- _Your task_
Transcribe the data exactly. Leave nothing out.

- - - - -

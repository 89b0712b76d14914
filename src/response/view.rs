//! Structured views over the last response body

use crate::http::RequestResult;
use crate::types::{JsonObject, JsonValue};
use serde::de::{DeserializeOwned, IgnoredAny};
use serde_json::json;
use std::fmt;
use std::path::{Path, PathBuf};
use tracing::{debug, warn};

/// Outcome of [`ResponseView::save_file`]
#[derive(Debug, Clone, PartialEq, Eq)]
pub enum SaveOutcome {
    /// Written successfully
    Saved { path: PathBuf, bytes: usize },
    /// No response body was stored
    NothingToSave,
    /// Serialization or write failure
    Failed(String),
}

impl SaveOutcome {
    /// Whether the file was written
    pub fn is_saved(&self) -> bool {
        matches!(self, SaveOutcome::Saved { .. })
    }
}

impl fmt::Display for SaveOutcome {
    fn fmt(&self, f: &mut fmt::Formatter<'_>) -> fmt::Result {
        match self {
            SaveOutcome::Saved { path, bytes } => {
                write!(f, "Response saved to {} ({bytes} bytes)", path.display())
            }
            SaveOutcome::NothingToSave => f.write_str("No response to save"),
            SaveOutcome::Failed(message) => write!(f, "Failed to save response: {message}"),
        }
    }
}

/// Borrowed view over the last [`RequestResult`]
#[derive(Debug, Clone, Copy)]
pub struct ResponseView<'a> {
    result: Option<&'a RequestResult>,
}

impl<'a> ResponseView<'a> {
    /// Create a view; `None` means no request has been made
    pub fn new(result: Option<&'a RequestResult>) -> Self {
        Self { result }
    }

    /// Raw body bytes
    pub fn body(&self) -> Option<&'a [u8]> {
        self.result.and_then(|r| r.body.as_deref())
    }

    /// Body as text, invalid UTF-8 replaced
    pub fn text(&self) -> Option<String> {
        self.body()
            .map(|bytes| String::from_utf8_lossy(bytes).into_owned())
    }

    /// Status code of the last request
    pub fn status_code(&self) -> Option<u16> {
        self.result.map(|r| r.status_code)
    }

    fn decode(&self) -> Option<JsonValue> {
        serde_json::from_slice(self.body()?).ok()
    }

    /// Decoded JSON object or array; an empty object for anything else.
    pub fn as_map(&self) -> JsonValue {
        match self.decode() {
            Some(value @ (JsonValue::Object(_) | JsonValue::Array(_))) => value,
            _ => JsonValue::Object(JsonObject::new()),
        }
    }

    /// Decoded JSON, only when it is an object.
    pub fn as_object(&self) -> Option<JsonValue> {
        self.decode().filter(JsonValue::is_object)
    }

    /// Decode into a caller type
    pub fn as_typed<T: DeserializeOwned>(&self) -> Option<T> {
        serde_json::from_slice(self.body()?).ok()
    }

    /// JSON text of the body: verbatim when it already is JSON, otherwise
    /// wrapped as `{"data": <text>}`.
    pub fn as_json_text(&self) -> String {
        match self.body() {
            Some(bytes) if serde_json::from_slice::<IgnoredAny>(bytes).is_ok() => {
                String::from_utf8_lossy(bytes).into_owned()
            }
            Some(bytes) => json!({ "data": String::from_utf8_lossy(bytes) }).to_string(),
            None => json!({ "data": null }).to_string(),
        }
    }

    /// Pretty JSON for the file: the decoded body, or the raw text wrapped as
    /// `{"data": <text>}`.
    pub fn pretty_json(&self) -> Option<Result<String, serde_json::Error>> {
        let bytes = self.body()?;
        let value = serde_json::from_slice::<JsonValue>(bytes)
            .unwrap_or_else(|_| json!({ "data": String::from_utf8_lossy(bytes) }));
        Some(serde_json::to_string_pretty(&value))
    }

    /// Write the body to `path` as pretty JSON.
    pub fn save_file(&self, path: impl AsRef<Path>) -> SaveOutcome {
        let path = path.as_ref();
        let contents = match self.pretty_json() {
            None => return SaveOutcome::NothingToSave,
            Some(Ok(contents)) => contents,
            Some(Err(e)) => return SaveOutcome::Failed(e.to_string()),
        };

        match std::fs::write(path, &contents) {
            Ok(()) => {
                debug!("Saved response to {}", path.display());
                SaveOutcome::Saved {
                    path: path.to_path_buf(),
                    bytes: contents.len(),
                }
            }
            Err(e) => {
                warn!("Failed to save response to {}: {}", path.display(), e);
                SaveOutcome::Failed(e.to_string())
            }
        }
    }
}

- - - - -

- _Output for this task_
repository 89b0712b76d14914
filename src/response/view.rs
//! Structured views over the last response body

use crate::http::RequestResult;
use crate::types::{JsonObject, JsonValue};
use serde::de::{DeserializeOwned, IgnoredAny};
use serde_json::json;
use std::fmt;
use std::path::{Path, PathBuf};
use tracing::{debug, warn};

/// Outcome of [`ResponseView::save_file`]
#[derive(Debug, Clone, PartialEq, Eq)]
pub enum SaveOutcome {
    /// Written successfully
    Saved { path: PathBuf, bytes: usize },
    /// No response body was stored
    NothingToSave,
    /// Serialization or write failure
    Failed(String),
}

impl SaveOutcome {
    /// Whether the file was written
    pub fn is_saved(&self) -> bool {
        matches!(self, SaveOutcome::Saved { .. })
    }
}

impl fmt::Display for SaveOutcome {
    fn fmt(&self, f: &mut fmt::Formatter<'_>) -> fmt::Result {
        match self {
            SaveOutcome::Saved { path, bytes } => {
                write!(f, "Response saved to {} ({bytes} bytes)", path.display())
            }
            SaveOutcome::NothingToSave => f.write_str("No response to save"),
            SaveOutcome::Failed(message) => write!(f, "Failed to save response: {message}"),
        }
    }
}

/// Borrowed view over the last [`RequestResult`]
#[derive(Debug, Clone, Copy)]
pub struct ResponseView<'a> {
    result: Option<&'a RequestResult>,
}

impl<'a> ResponseView<'a> {
    /// Create a view; `None` means no request has been made
    pub fn new(result: Option<&'a RequestResult>) -> Self {
        Self { result }
    }

    /// Raw body bytes
    pub fn body(&self) -> Option<&'a [u8]> {
        self.result.and_then(|r| r.body.as_deref())
    }

    /// Body as text, invalid UTF-8 replaced
    pub fn text(&self) -> Option<String> {
        self.body()
            .map(|bytes| String::from_utf8_lossy(bytes).into_owned())
    }

    /// Status code of the last request
    pub fn status_code(&self) -> Option<u16> {
        self.result.map(|r| r.status_code)
    }

    fn decode(&self) -> Option<JsonValue> {
        serde_json::from_slice(self.body()?).ok()
    }

    /// Decoded JSON object or array; an empty object for anything else.
    pub fn as_map(&self) -> JsonValue {
        match self.decode() {
            Some(value @ (JsonValue::Object(_) | JsonValue::Array(_))) => value,
            _ => JsonValue::Object(JsonObject::new()),
        }
    }

    /// Decoded JSON, only when it is an object.
    pub fn as_object(&self) -> Option<JsonValue> {
        self.decode().filter(JsonValue::is_object)
    }

    /// Decode into a caller type
    pub fn as_typed<T: DeserializeOwned>(&self) -> Option<T> {
        serde_json::from_slice(self.body()?).ok()
    }

    /// JSON text of the body: verbatim when it already is JSON, otherwise
    /// wrapped as `{"data": <text>}`.
    pub fn as_json_text(&self) -> String {
        match self.body() {
            Some(bytes) if serde_json::from_slice::<IgnoredAny>(bytes).is_ok() => {
                String::from_utf8_lossy(bytes).into_owned()
            }
            Some(bytes) => json!({ "data": String::from_utf8_lossy(bytes) }).to_string(),
            None => json!({ "data": null }).to_string(),
        }
    }

    /// Pretty JSON for the file: the decoded body, or the raw text wrapped as
    /// `{"data": <text>}`.
    pub fn pretty_json(&self) -> Option<Result<String, serde_json::Error>> {
        let bytes = self.body()?;
        let value = serde_json::from_slice::<JsonValue>(bytes)
            .unwrap_or_else(|_| json!({ "data": String::from_utf8_lossy(bytes) }));
        Some(serde_json::to_string_pretty(&value))
    }

    /// Write the body to `path` as pretty JSON.
    pub fn save_file(&self, path: impl AsRef<Path>) -> SaveOutcome {
        let path = path.as_ref();
        let contents = match self.pretty_json() {
            None => return SaveOutcome::NothingToSave,
            Some(Ok(contents)) => contents,
            Some(Err(e)) => return SaveOutcome::Failed(e.to_string()),
        };

        match std::fs::write(path, &contents) {
            Ok(()) => {
                debug!("Saved response to {}", path.display());
                SaveOutcome::Saved {
                    path: path.to_path_buf(),
                    bytes: contents.len(),
                }
            }
            Err(e) => {
                warn!("Failed to save response to {}: {}", path.display(), e);
                SaveOutcome::Failed(e.to_string())
            }
        }
    }
}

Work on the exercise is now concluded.